O The Wall tocava no volume máximo quando ele deu o primeiro grito, e foi ao som de Hey You que a sinfonia começou.
Ele estava em uma cadeira preso pelo tronco, braços e pernas, suas mãos soltas se mexiam sem parar, ele merece perder o indicador pelo que fez e então o corto, mais gritos, mais sangue, mas não quero que ele perca muito sangue, por isso cauterizo o que sobrou do dedo com um ferro que estava na lareira, algo rudimentar que arranca gritos, para o meu prazer é claro.

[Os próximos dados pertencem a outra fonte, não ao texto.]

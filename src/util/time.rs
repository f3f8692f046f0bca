//! Time formatting utilities.
//!
//! All formatters take `now` explicitly so callers render against the same
//! injected clock the scheduler decides with.

use chrono::{DateTime, Utc};

/// Format a countdown to a future time.
#[must_use]
pub fn format_countdown(target: DateTime<Utc>, now: DateTime<Utc>) -> String {
    let duration = target.signed_duration_since(now);

    if duration.num_seconds() <= 0 {
        return "now".to_string();
    }

    let hours = duration.num_hours();
    let minutes = duration.num_minutes() % 60;

    if hours > 24 {
        let days = hours / 24;
        format!("in {days} day{}", if days == 1 { "" } else { "s" })
    } else if hours > 0 {
        format!("in {hours}h {minutes}m")
    } else if minutes > 0 {
        format!("in {minutes}m")
    } else {
        let seconds = duration.num_seconds();
        format!("in {seconds}s")
    }
}

/// Format a relative time (past or future).
#[must_use]
pub fn format_relative_time(target: DateTime<Utc>, now: DateTime<Utc>) -> String {
    let duration = now.signed_duration_since(target);

    if duration.num_seconds().abs() < 60 {
        return "just now".to_string();
    }

    let minutes = duration.num_minutes().abs();
    let hours = duration.num_hours().abs();
    let days = duration.num_days().abs();

    let suffix = if duration.num_seconds() > 0 {
        "ago"
    } else {
        "from now"
    };

    if days > 0 {
        format!("{days} day{} {suffix}", if days == 1 { "" } else { "s" })
    } else if hours > 0 {
        format!("{hours} hour{} {suffix}", if hours == 1 { "" } else { "s" })
    } else {
        format!(
            "{minutes} minute{} {suffix}",
            if minutes == 1 { "" } else { "s" }
        )
    }
}

#[cfg(test)]
mod tests {
    use super::*;
    use chrono::TimeDelta;

    fn base() -> DateTime<Utc> {
        "2026-08-15T12:00:00Z".parse().unwrap()
    }

    #[test]
    fn countdown_hours() {
        let now = base();
        let target = now + TimeDelta::hours(3) + TimeDelta::minutes(30);
        assert_eq!(format_countdown(target, now), "in 3h 30m");
    }

    #[test]
    fn countdown_in_the_past_is_now() {
        let now = base();
        assert_eq!(format_countdown(now - TimeDelta::seconds(5), now), "now");
        assert_eq!(format_countdown(now, now), "now");
    }

    #[test]
    fn countdown_days() {
        let now = base();
        assert_eq!(format_countdown(now + TimeDelta::days(3), now), "in 3 days");
    }

    #[test]
    fn relative_time_past_and_future() {
        let now = base();
        assert_eq!(format_relative_time(now - TimeDelta::hours(2), now), "2 hours ago");
        assert_eq!(
            format_relative_time(now + TimeDelta::minutes(5), now),
            "5 minutes from now"
        );
        assert_eq!(format_relative_time(now, now), "just now");
    }
}
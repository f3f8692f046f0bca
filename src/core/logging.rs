//! Structured logging setup.
//!
//! Scheduler ticks, lock transitions, and store failures are all reported
//! through `tracing`; this module wires the subscriber from env vars so the
//! library itself never prints.

use std::fs::OpenOptions;
use std::path::PathBuf;

use tracing_subscriber::EnvFilter;
use tracing_subscriber::fmt::writer::BoxMakeWriter;

const LOG_LEVEL_ENV: &str = "TEAMCOST_LOG";
const LOG_FORMAT_ENV: &str = "TEAMCOST_LOG_FORMAT";
const LOG_FILE_ENV: &str = "TEAMCOST_LOG_FILE";

/// Log output format.
#[derive(Debug, Clone, Copy, Default, PartialEq, Eq)]
pub enum LogFormat {
    /// Human-readable logs.
    #[default]
    Human,
    /// JSON logs (one event per line).
    Json,
}

impl LogFormat {
    /// Parse from string (case-insensitive).
    #[must_use]
    pub fn from_arg(s: &str) -> Option<Self> {
        match s.to_lowercase().as_str() {
            "human" => Some(Self::Human),
            "json" => Some(Self::Json),
            _ => None,
        }
    }
}

/// Log level from CLI argument or env.
#[derive(Debug, Clone, Copy, Default, PartialEq, Eq)]
pub enum LogLevel {
    Trace,
    Debug,
    Info,
    #[default]
    Warn,
    Error,
}

impl LogLevel {
    /// Parse from CLI argument.
    #[must_use]
    pub fn from_arg(s: &str) -> Option<Self> {
        match s.to_lowercase().as_str() {
            "trace" => Some(Self::Trace),
            "verbose" | "debug" => Some(Self::Debug),
            "info" => Some(Self::Info),
            "warn" | "warning" => Some(Self::Warn),
            "error" => Some(Self::Error),
            _ => None,
        }
    }

    /// Convert to tracing filter string.
    #[must_use]
    pub const fn as_filter(self) -> &'static str {
        match self {
            Self::Trace => "trace",
            Self::Debug => "debug",
            Self::Info => "info",
            Self::Warn => "warn",
            Self::Error => "error",
        }
    }
}

/// Parse log level from the `TEAMCOST_LOG` env var.
#[must_use]
pub fn level_from_env() -> Option<LogLevel> {
    non_empty_env(LOG_LEVEL_ENV).and_then(|v| LogLevel::from_arg(&v))
}

/// Parse log format from the `TEAMCOST_LOG_FORMAT` env var.
#[must_use]
pub fn format_from_env() -> Option<LogFormat> {
    non_empty_env(LOG_FORMAT_ENV).and_then(|v| LogFormat::from_arg(&v))
}

/// Parse log file path from the `TEAMCOST_LOG_FILE` env var.
#[must_use]
pub fn log_file_from_env() -> Option<PathBuf> {
    non_empty_env(LOG_FILE_ENV).map(PathBuf::from)
}

fn non_empty_env(key: &str) -> Option<String> {
    std::env::var(key)
        .ok()
        .map(|v| v.trim().to_string())
        .filter(|v| !v.is_empty())
}

/// Initialize logging with the given settings.
///
/// `verbose` promotes the default level to debug. Logs go to stderr unless a
/// log file is given.
pub fn init(level: LogLevel, format: LogFormat, log_file: Option<PathBuf>, verbose: bool) {
    let level = if verbose && level == LogLevel::Warn {
        LogLevel::Debug
    } else {
        level
    };

    let file = log_file.and_then(|path| {
        OpenOptions::new()
            .create(true)
            .append(true)
            .open(&path)
            .ok()
    });

    let writer = file
        .and_then(|f| f.try_clone().ok())
        .map_or_else(|| BoxMakeWriter::new(std::io::stderr), BoxMakeWriter::new);

    let filter = EnvFilter::try_from_default_env()
        .unwrap_or_else(|_| EnvFilter::new(format!("teamcost={}", level.as_filter())));

    match format {
        LogFormat::Json => {
            tracing_subscriber::fmt()
                .with_env_filter(filter)
                .json()
                .with_writer(writer)
                .try_init()
                .ok();
        }
        LogFormat::Human => {
            tracing_subscriber::fmt()
                .with_env_filter(filter)
                .with_writer(writer)
                .with_target(false)
                .try_init()
                .ok();
        }
    }
}

#[cfg(test)]
mod tests {
    use super::*;

    #[test]
    fn level_parsing() {
        assert_eq!(LogLevel::from_arg("trace"), Some(LogLevel::Trace));
        assert_eq!(LogLevel::from_arg("VERBOSE"), Some(LogLevel::Debug));
        assert_eq!(LogLevel::from_arg("warning"), Some(LogLevel::Warn));
        assert_eq!(LogLevel::from_arg("loud"), None);
    }

    #[test]
    fn format_parsing() {
        assert_eq!(LogFormat::from_arg("json"), Some(LogFormat::Json));
        assert_eq!(LogFormat::from_arg("Human"), Some(LogFormat::Human));
        assert_eq!(LogFormat::from_arg("yaml"), None);
    }
}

Seus lábios também não podem ser perdoados, corto primeiro os superiores e novamente queimo a carne para estancar o sangramento, agora os gritos me atrapalham pois ele não fica parado e isso começa a me irritar. Logo me vem a cabeça motivos para ele perder os dentes, é algo meio difícil arranca-los com um alicate, mas logo os quatro dentes da frente estão no chão e eu estanco o sangramento com um pano, não posso deixar ele acabar se afogando no próprio sangue. Repito o procedimento na parte de baixo, agora com mais prática. Mas ele se mexe mais e isso me preocupa, acho que desmaiou de dor, então o deixo descansar e vou tomar sorvete.

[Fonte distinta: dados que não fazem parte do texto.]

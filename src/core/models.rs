//! Wire models for cached billing data.
//!
//! [`RemoteCacheEntry`] is the shared-read payload every client of a team
//! sees; it is exclusively written by whichever client holds the soft lock.
//! The object store is the sole source of truth - any in-memory copy is a
//! transient cache-of-a-cache.

use chrono::{DateTime, NaiveDate, Utc};
use serde::{Deserialize, Serialize};

/// Current schema version for [`RemoteCacheEntry`] payloads.
pub const SCHEMA_VERSION: u32 = 1;

/// One day's spend.
#[derive(Debug, Clone, PartialEq, Serialize, Deserialize)]
#[serde(rename_all = "camelCase")]
pub struct DailyCost {
    pub date: NaiveDate,
    pub amount: f64,
}

/// Month-to-date spend for one upstream service.
#[derive(Debug, Clone, PartialEq, Serialize, Deserialize)]
#[serde(rename_all = "camelCase")]
pub struct ServiceCost {
    pub service: String,
    pub amount: f64,
}

/// Result of one upstream billing fetch - what the opaque collaborator hands
/// back on success.
#[derive(Debug, Clone, PartialEq, Serialize, Deserialize)]
#[serde(rename_all = "camelCase")]
pub struct CostReport {
    pub mtd_total: f64,
    pub currency: String,
    pub daily_costs: Vec<DailyCost>,
    pub service_costs: Vec<ServiceCost>,
    pub start_date: NaiveDate,
    pub end_date: NaiveDate,
}

/// Envelope metadata carried by every cache entry.
#[derive(Debug, Clone, PartialEq, Serialize, Deserialize)]
#[serde(rename_all = "camelCase")]
pub struct CacheMetadata {
    /// Display name of the client that wrote the entry.
    pub created_by: String,
    pub created_at: DateTime<Utc>,
    pub ttl_seconds: u64,
    /// The key this entry was written under, for cross-checks.
    pub cache_key: String,
    #[serde(skip_serializing_if = "Option::is_none")]
    pub compressed_size_bytes: Option<u64>,
    #[serde(skip_serializing_if = "Option::is_none")]
    pub uncompressed_size_bytes: Option<u64>,
}

impl CacheMetadata {
    /// Build metadata stamped at `created_at`.
    #[must_use]
    pub fn new(
        created_by: impl Into<String>,
        created_at: DateTime<Utc>,
        ttl_seconds: u64,
        cache_key: impl Into<String>,
    ) -> Self {
        Self {
            created_by: created_by.into(),
            created_at,
            ttl_seconds,
            cache_key: cache_key.into(),
            compressed_size_bytes: None,
            uncompressed_size_bytes: None,
        }
    }

    /// Whether the entry has outlived its TTL as of `now`.
    #[must_use]
    pub fn is_expired(&self, now: DateTime<Utc>) -> bool {
        let age = now.signed_duration_since(self.created_at);
        age.num_seconds() > i64::try_from(self.ttl_seconds).unwrap_or(i64::MAX)
    }
}

/// The shared cache entry for one team's cost data.
///
/// `version` is a monotonically bumped write counter: last write wins across
/// clients, and readers can observe which write they are seeing.
#[derive(Debug, Clone, PartialEq, Serialize, Deserialize)]
#[serde(rename_all = "camelCase")]
pub struct RemoteCacheEntry {
    pub team_id: String,
    pub account_id: String,
    /// When the upstream fetch that produced this payload completed.
    pub fetched_at: DateTime<Utc>,
    pub mtd_total: f64,
    pub currency: String,
    pub daily_costs: Vec<DailyCost>,
    pub service_costs: Vec<ServiceCost>,
    pub start_date: NaiveDate,
    pub end_date: NaiveDate,
    pub schema_version: u32,
    pub version: u64,
    pub metadata: CacheMetadata,
}

impl RemoteCacheEntry {
    /// Build an entry from a fetched report.
    #[must_use]
    pub fn from_report(
        team_id: impl Into<String>,
        account_id: impl Into<String>,
        report: CostReport,
        fetched_at: DateTime<Utc>,
        version: u64,
        metadata: CacheMetadata,
    ) -> Self {
        Self {
            team_id: team_id.into(),
            account_id: account_id.into(),
            fetched_at,
            mtd_total: report.mtd_total,
            currency: report.currency,
            daily_costs: report.daily_costs,
            service_costs: report.service_costs,
            start_date: report.start_date,
            end_date: report.end_date,
            schema_version: SCHEMA_VERSION,
            version,
            metadata,
        }
    }
}

#[cfg(test)]
mod tests {
    use super::*;
    use chrono::TimeDelta;

    fn meta_at(created_at: DateTime<Utc>, ttl_seconds: u64) -> CacheMetadata {
        CacheMetadata::new("alice", created_at, ttl_seconds, "cache-v1/k")
    }

    #[test]
    fn metadata_expiry_is_strictly_after_ttl() {
        let created = Utc::now();
        let meta = meta_at(created, 60);
        assert!(!meta.is_expired(created + TimeDelta::seconds(60)));
        assert!(meta.is_expired(created + TimeDelta::seconds(61)));
    }

    #[test]
    fn metadata_never_expires_before_creation() {
        let created = Utc::now();
        let meta = meta_at(created, 60);
        assert!(!meta.is_expired(created - TimeDelta::seconds(30)));
    }

    #[test]
    fn entry_serializes_camel_case() {
        let created = Utc::now();
        let entry = RemoteCacheEntry::from_report(
            "platform",
            "123456789012",
            CostReport {
                mtd_total: 42.5,
                currency: "USD".into(),
                daily_costs: vec![DailyCost {
                    date: NaiveDate::from_ymd_opt(2026, 8, 1).unwrap(),
                    amount: 42.5,
                }],
                service_costs: vec![ServiceCost {
                    service: "compute".into(),
                    amount: 42.5,
                }],
                start_date: NaiveDate::from_ymd_opt(2026, 8, 1).unwrap(),
                end_date: NaiveDate::from_ymd_opt(2026, 8, 26).unwrap(),
            },
            created,
            3,
            meta_at(created, 21_600),
        );

        let json = serde_json::to_value(&entry).unwrap();
        assert_eq!(json["teamId"], "platform");
        assert_eq!(json["mtdTotal"], 42.5);
        assert_eq!(json["schemaVersion"], 1);
        assert_eq!(json["version"], 3);
        assert_eq!(json["metadata"]["createdBy"], "alice");
        // optional sizes are omitted when absent
        assert!(json["metadata"].get("compressedSizeBytes").is_none());
    }

    #[test]
    fn entry_roundtrips_through_json() {
        let created = Utc::now();
        let entry = RemoteCacheEntry::from_report(
            "platform",
            "123456789012",
            CostReport {
                mtd_total: 0.0,
                currency: "EUR".into(),
                daily_costs: vec![],
                service_costs: vec![],
                start_date: NaiveDate::from_ymd_opt(2026, 8, 1).unwrap(),
                end_date: NaiveDate::from_ymd_opt(2026, 8, 26).unwrap(),
            },
            created,
            1,
            meta_at(created, 60),
        );
        let bytes = serde_json::to_vec(&entry).unwrap();
        let back: RemoteCacheEntry = serde_json::from_slice(&bytes).unwrap();
        assert_eq!(back, entry);
    }
}
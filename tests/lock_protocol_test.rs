//! Lock protocol over the real filesystem backend, across separate clients.

use std::sync::Arc;

use chrono::TimeDelta;
use teamcost::core::clock::SharedClock;
use teamcost::core::identity::ClientIdentity;
use teamcost::lock::{DEFAULT_LEASE_TTL, LockManager, SoftLock, lock_key};
use teamcost::store::CacheClient;
use teamcost::test_utils::{ManualClock, TempStore};

struct Harness {
    store: TempStore,
    clock: Arc<ManualClock>,
}

impl Harness {
    fn new() -> Self {
        Self {
            store: TempStore::new(),
            clock: Arc::new(ManualClock::default()),
        }
    }

    fn client(&self) -> CacheClient {
        CacheClient::new(self.store.store.clone(), self.clock.clone() as SharedClock)
    }

    fn manager(&self, name: &str) -> LockManager {
        LockManager::new(
            self.client(),
            ClientIdentity::from_parts(format!("{name}-id"), name),
            DEFAULT_LEASE_TTL,
        )
    }
}

#[tokio::test]
async fn lease_blocks_second_client_until_released() {
    let h = Harness::new();
    let alice = h.manager("alice");
    let bob = h.manager("bob");

    assert!(alice.acquire("platform").await.unwrap());
    assert!(!bob.acquire("platform").await.unwrap());

    alice.release("platform").await.unwrap();
    assert!(bob.acquire("platform").await.unwrap());
}

#[tokio::test]
async fn crashed_holder_blocks_at_most_one_lease_ttl() {
    let h = Harness::new();
    let alice = h.manager("alice");
    let bob = h.manager("bob");

    assert!(alice.acquire("platform").await.unwrap());
    // Alice never releases. One second short of the TTL bob is still shut out.
    h.clock.advance(TimeDelta::seconds(119));
    assert!(!bob.acquire("platform").await.unwrap());
    // At the TTL boundary the lease reads as abandoned.
    h.clock.advance(TimeDelta::seconds(1));
    assert!(bob.acquire("platform").await.unwrap());
}

#[tokio::test]
async fn double_acquire_race_is_tolerated() {
    let h = Harness::new();
    let alice = h.manager("alice");
    let bob = h.manager("bob");
    let carol = h.manager("carol");

    assert!(carol.acquire("platform").await.unwrap());
    h.clock.advance(TimeDelta::seconds(120));

    // Both observe carol's lease as expired and both take it. Last write
    // wins; the protocol accepts the overlap because the protected refresh
    // is idempotent.
    assert!(alice.acquire("platform").await.unwrap());
    assert!(bob.acquire("platform").await.unwrap());

    // The blob on disk is exactly one well-formed lease (bob's, written last).
    let lock: SoftLock = h
        .client()
        .get_json(&lock_key("platform"))
        .await
        .unwrap()
        .unwrap();
    assert_eq!(lock.holder_name, "bob");
}

#[tokio::test]
async fn release_only_touches_own_lease_on_disk() {
    let h = Harness::new();
    let alice = h.manager("alice");
    let bob = h.manager("bob");

    assert!(bob.acquire("platform").await.unwrap());
    let before: SoftLock = h
        .client()
        .get_json(&lock_key("platform"))
        .await
        .unwrap()
        .unwrap();

    // A stale process tries to release after its own work already finished.
    alice.release("platform").await.unwrap();

    let after: SoftLock = h
        .client()
        .get_json(&lock_key("platform"))
        .await
        .unwrap()
        .unwrap();
    assert_eq!(after, before);
}

#[tokio::test]
async fn lock_survives_process_restart_semantics() {
    let h = Harness::new();
    // Same display name, new process: holder id differs, so the old live
    // lease still blocks until it expires.
    let first = h.manager("alice");
    assert!(first.acquire("platform").await.unwrap());

    let restarted = LockManager::new(
        h.client(),
        ClientIdentity::with_display_name("alice"),
        DEFAULT_LEASE_TTL,
    );
    assert!(!restarted.acquire("platform").await.unwrap());

    h.clock.advance(TimeDelta::seconds(120));
    assert!(restarted.acquire("platform").await.unwrap());
}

Volto algum tempo depois e ele está gemendo, o que significa que chegou a hora do grand finale, com a marreta eu quebro suas duas pernas em vários lugares, acho que foi a parte em que mais gritou e foi sem dúvida a que mais aliviou minhas tensões.

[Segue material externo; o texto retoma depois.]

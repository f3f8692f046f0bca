//! teamcost - Shared team cost-cache coordinator
//!
//! Lets multiple independent clients share one cached view of periodically
//! fetched, metered billing data, so that only one client calls the expensive
//! upstream API at a time. Coordination is a lease-based soft lock stored as
//! ordinary data in a plain key/blob object store - no central lock service.

#![forbid(unsafe_code)]
#![warn(clippy::pedantic, clippy::nursery)]
#![allow(clippy::module_name_repetitions)]

pub mod audit;
pub mod cache;
pub mod cli;
pub mod config;
pub mod core;
pub mod error;
pub mod fetch;
pub mod lock;
pub mod scheduler;
pub mod staleness;
pub mod store;
pub mod util;

/// Test utilities module - included in test builds or when test-utils feature is enabled.
#[cfg(any(test, feature = "test-utils"))]
pub mod test_utils;

pub use error::{Result, TeamCostError};

// Re-export test utilities for external test crates
#[cfg(any(test, feature = "test-utils"))]
pub use test_utils::*;
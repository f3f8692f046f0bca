//! `teamcost refresh` - request a manual refresh.

use crate::cli::args::RefreshArgs;
use crate::error::Result;
use crate::scheduler::ManualRefreshOutcome;

use super::AppContext;

pub async fn execute(ctx: &AppContext, args: &RefreshArgs) -> Result<()> {
    match ctx.coordinator.request_manual_refresh(&args.team).await? {
        ManualRefreshOutcome::Accepted { refreshed: true } => {
            let state = ctx.coordinator.state(&args.team).await?;
            println!("Refreshed {} (v{}).", args.team, state.version);
        }
        ManualRefreshOutcome::Accepted { refreshed: false } => {
            println!(
                "Another client is refreshing {} right now; the shared cache will update shortly.",
                args.team
            );
        }
        ManualRefreshOutcome::Rejected { seconds_remaining } => {
            println!(
                "Refresh for {} is cooling down; try again in {seconds_remaining}s.",
                args.team
            );
        }
    }
    Ok(())
}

Mas eu ainda não lhes contei o motivo de ter feito isso nele, pois bem, contarei uma pequena história sobre algo que aconteceu uns dias atrás.
Eu estava caminhando pelo parque e vi minha assassina com outro, ele a beijava, mordia seus lábios e brincava com uma mexa do seu cabelo, enquanto encarava aquele rosto lindo que deveria ser só meu. Foi nesse momento que eu decidi que ela precisava aprender que era minha e que a morte seria pouco para ele.